Vail health feature: Give children the freedom to play
Special to the Daily
Tips for free play
If you’re realizing that your children have lots of opportunities for structured activity but little time left for unstructured play, then consider freeing up some of that scheduled time:
• Let children choose from a variety of open-ended toys that will challenge their creativity. Examples include Legos, blocks, art supplies, dolls and other toys that spark imagination.
• Rotate open-ended toys so that children are excited by ones they haven’t played with in a while.
• Give kids time to play with their neighbors. Neighbors are not chosen friends, and they usually vary in age. Allowing your children time to navigate those relationships with kids they’ll know for years and providing them the freedom to ride bikes, use sidewalk chalk and brew potions with neighbors is invaluable!
• When children are playing together, monitor their social interactions and step in only as needed. Unstructured play encourages children to negotiate social issues such as sharing, and descriptive commenting can help reinforce behavior. Example: “I see that you’re sharing,” or “I noticed that your friend got sad when you took away his toy.”
• Be a willing audience for children who are playing creatively; engage in make-believe or role-playing activities.
• Keep technology use to a minimum. Computer games are more passive and less social than unstructured playtime with other children.
• Arrange play dates with other children outdoors or in a neutral location. Fresh air and physical activity are great, and children can play without having any arguments over sharing personal toys.

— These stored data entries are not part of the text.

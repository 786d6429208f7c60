use std::fs::File;
use std::io::{BufWriter, Write};

use anyhow::{Context, Result};
use clap::{ArgAction, Parser, Subcommand};
use env_logger::fmt::Color;
use log::{Level, LevelFilter};

use spats_rust::config::RunConfig;
use spats_rust::io::{read_targets, PairedFastqReader};
use spats_rust::pipeline::{self, Engine, Tally};
use spats_rust::profile::{write_profiles, CountSnapshot};

#[cfg(not(target_env = "msvc"))]
#[global_allocator]
static GLOBAL: tikv_jemallocator::Jemalloc = tikv_jemallocator::Jemalloc;

#[derive(Parser, Debug)]
#[command(name = "spats-rust", author, version, about = "SHAPE-seq read processing and reactivity profiles", arg_required_else_help = true)]
struct Cli {
    #[command(subcommand)]
    command: Commands,

    #[arg(short = 'v', long = "verbose", global = true, action = ArgAction::Count, help = "Specify multiple times to increase verbosity level (e.g., -vv for more verbosity)")]
    verbosity: u8,
}

#[derive(Subcommand, Debug)]
enum Commands {
    /// Process paired reads and write counts and reactivities
    Run {
        /// Run configuration (JSON)
        #[arg(short, long)]
        config: String,
        /// Target FASTA file
        targets: String,
        /// R1 FASTQ (plain or gzip)
        r1: String,
        /// R2 FASTQ (plain or gzip)
        r2: String,
        /// Output prefix
        #[arg(short, long, default_value = "spats")]
        output: String,
        /// Also write one TSV row per read pair
        #[arg(long)]
        records: bool,
        #[arg(short = 't', long = "threads", default_value_t = 1)]
        threads: usize,
    },
    /// Merge count snapshots and write reactivities
    Profile {
        /// Count snapshots written by `run`
        #[arg(required = true)]
        snapshots: Vec<String>,
        /// Output TSV (stdout if omitted)
        #[arg(short, long)]
        out: Option<String>,
        /// Keep negative beta / theta values
        #[arg(long)]
        allow_negative: bool,
    },
}

fn init_verbose(verbosity: u8) {
    let filter_level: LevelFilter = match verbosity {
        0 => LevelFilter::Warn,
        1 => LevelFilter::Info,
        _ => LevelFilter::Debug,
    };

    env_logger::Builder::from_default_env()
        .format(|buf, record| {
            let level = record.level();
            let mut style = buf.style();
            match record.level() {
                Level::Error => style.set_color(Color::Red),
                Level::Warn => style.set_color(Color::Yellow),
                Level::Info => style.set_color(Color::Green),
                Level::Debug => style.set_color(Color::Blue),
                Level::Trace => style.set_color(Color::Cyan),
            };

            writeln!(
                buf,
                "{} [{}] - {}",
                chrono::Local::now().format("%Y-%m-%d %H:%M:%S"),
                style.value(level),
                record.args()
            )
        })
        .filter_level(filter_level)
        .init();
}

fn main() -> Result<()> {
    let cli = Cli::parse();
    init_verbose(cli.verbosity);
    match cli.command {
        Commands::Run { config, targets, r1, r2, output, records, threads } => {
            run_reads(&config, &targets, &r1, &r2, &output, records, threads)
        }
        Commands::Profile { snapshots, out, allow_negative } => run_profile(&snapshots, out.as_deref(), allow_negative),
    }
}

fn create_output(path: &str) -> Result<BufWriter<File>> {
    let f = File::create(path).with_context(|| format!("cannot create '{}'", path))?;
    Ok(BufWriter::new(f))
}

fn run_reads(config: &str, targets: &str, r1: &str, r2: &str, output: &str, records: bool, threads: usize) -> Result<()> {
    let cfg = RunConfig::from_file(config)?;
    let allow_negative = cfg.allow_negative_values;
    let target_seqs = read_targets(targets)?;
    let engine = Engine::new(cfg, &target_seqs)?;
    let reads = PairedFastqReader::open(r1, r2)?;

    let record_path = format!("{}.pairs.tsv", output);
    let record_out: Option<Box<dyn Write + Send>> =
        if records { Some(Box::new(create_output(&record_path)?)) } else { None };
    let tally = pipeline::run(&engine, reads, record_out, threads.max(1))?;
    print_summary(&tally);

    let snapshot_path = format!("{}.counts", output);
    let snapshot = CountSnapshot::new(tally.counts, vec![r1.to_string(), r2.to_string()]);
    snapshot
        .save_to_file(&snapshot_path)
        .with_context(|| format!("cannot write counts to '{}'", snapshot_path))?;
    println!("counts saved: {}", snapshot_path);

    let profile_path = format!("{}.reactivities.tsv", output);
    let mut out = create_output(&profile_path)?;
    write_profiles(&mut out, &snapshot.counts, 0, 1, allow_negative)?;
    out.flush()?;
    println!("reactivities saved: {}", profile_path);
    if records {
        println!("pair records saved: {}", record_path);
    }
    Ok(())
}

fn run_profile(snapshots: &[String], out_path: Option<&str>, allow_negative: bool) -> Result<()> {
    let merged = CountSnapshot::merge_files(snapshots)?;
    log::info!("merged {} snapshot(s) from {}", snapshots.len(), merged.meta.inputs.join(", "));
    match out_path {
        Some(p) => {
            let mut out = create_output(p)?;
            write_profiles(&mut out, &merged.counts, 0, 1, allow_negative)?;
            out.flush()?;
            println!("snapshots: {}", snapshots.len());
            println!("fragments: {}", merged.counts.kept());
            println!("reactivities saved: {}", p);
        }
        // 表格直接写到 stdout，不再打印摘要
        None => {
            let stdout = std::io::stdout();
            let mut out = BufWriter::new(stdout.lock());
            write_profiles(&mut out, &merged.counts, 0, 1, allow_negative)?;
            out.flush()?;
        }
    }
    Ok(())
}

fn print_summary(tally: &Tally) {
    println!("pairs: {}", tally.pairs);
    println!("counted: {}", tally.counts.kept());
    println!("successes: {}", tally.successes);
    for (kind, n) in &tally.failures {
        println!("failure {}: {}", kind.name(), n);
    }
    println!(
        "overlap paths: fast {}, slow {}, none {}",
        tally.fragments.fast, tally.fragments.slow, tally.fragments.none
    );
    println!("reverse_order: {}", tally.reverse_order);
    println!("cache_hits: {}", tally.cache_hits);
    if tally.unique_barcodes > 0 {
        println!("unique_barcodes: {}", tally.unique_barcodes);
        println!("barcode_skipped: {}", tally.barcode_skipped);
    }
}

Editor’s note: This story first ran in Vail Health magazine.
The Vail area provides plenty of prime playground space for kids and adults, alike. With a mountain environment that offers year-round opportunities for outdoor sports and a rich, creative culture that allows children the chance to take art classes, music lessons and more, it’s not difficult to fill their schedules with nonstop activity. But chances are that if you’re feeling the pressure of being busy, your kids are feeling it, too.

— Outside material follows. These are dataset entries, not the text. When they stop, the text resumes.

//! # spats-rust
//!
//! SHAPE-seq 读段处理：把成对读段组装成片段，按描述符切分出各个段，
//! 按掩码分到处理 / 对照通道统计 RT 终止位点，再算出反应性剖面。
//!
//! ## 快速示例
//!
//! ```rust,no_run
//! use spats_rust::config::RunConfig;
//! use spats_rust::io::{read_targets, PairedFastqReader};
//! use spats_rust::pipeline::{self, Engine};
//! use spats_rust::profile::write_profiles;
//!
//! # fn main() -> anyhow::Result<()> {
//! let config = RunConfig::from_file("run.json")?;
//! let targets = read_targets("targets.fa")?;
//! let engine = Engine::new(config, &targets)?;
//! let reads = PairedFastqReader::open("R1.fq.gz", "R2.fq.gz")?;
//! let tally = pipeline::run(&engine, reads, None, 4)?;
//! write_profiles(&mut std::io::stdout(), &tally.counts, 0, 1, false)?;
//! # Ok(())
//! # }
//! ```
//!
//! ## 模块说明
//!
//! - [`index`]：基于 k-mer 的精确 / 部分匹配索引
//! - [`align`]：仿射间隙全局比对与 seed-and-extend 比对查找
//! - [`fragment`]：R1/R2 重叠合并成片段
//! - [`segment`]：段描述符与片段切分
//! - [`target`]：多靶序列路由
//! - [`profile`]：掩码计数与 beta / theta / rho
//! - [`pipeline`]：多线程处理流水线
//! - [`io`]：FASTA / FASTQ（含 gzip）读取
//! - [`config`]：JSON 运行配置
//! - [`util`]：IUPAC / 反向互补等工具函数

pub mod align;
pub mod config;
pub mod failure;
pub mod fragment;
pub mod index;
pub mod io;
pub mod pipeline;
pub mod profile;
pub mod segment;
pub mod sequence;
pub mod target;
pub mod util;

There’s no disputing the fact that children need playtime, and lots of it. Play helps kids develop essential physical, cognitive, emotional and social skills, but there’s an important difference between structured and unstructured play. And what kids need more than a slew of scheduled activities is the freedom to play in an unbounded, unstructured way.
“Free play lets children learn through all of their senses, and it’s what allows them to develop their creativity and confidence,” said Julia Kozusko, a local parent coach and professional counselor. “More and more, our society wants to shape children who are globally competitive, but unstructured play is an essential building block that can prepare them for bigger tasks in the future.”
Kozusko’s company is Elevated Parenting, and she also facilitates the Incredible Years parenting program with the local nonprofit Early Childhood Partners, where more than 300 parents have attended classes over the past nine years.
Unstructured play, often called free play or child-led play, requires unscheduled blocks of time during which children are free to explore their interests or pursue activities that involve imaginative and creative effort. Yes, both free playtime and structured playtime involve the key element of play, but structured play is often bounded by adult rules, schedules and goals. In sports practices, for example, where rules provide the boundaries for play and where a competitive drive factors into the outcome, children often do not have as much freedom to explore their interests as they do in an unstructured setting. Likewise, classes or lessons — no matter how well-intentioned — still often follow an ordered framework instead of giving children’s imaginations free rein.
Providing the space for children to free play can free parents up, too. Unstructured play doesn’t need to involve driving to multiple locations, and it doesn’t have to cost anything. Finally, even though the developmental benefits of unstructured play are immense, it’s also important to remember why we play in the first place. As Kozusko says, “The real power in play is that it’s fun.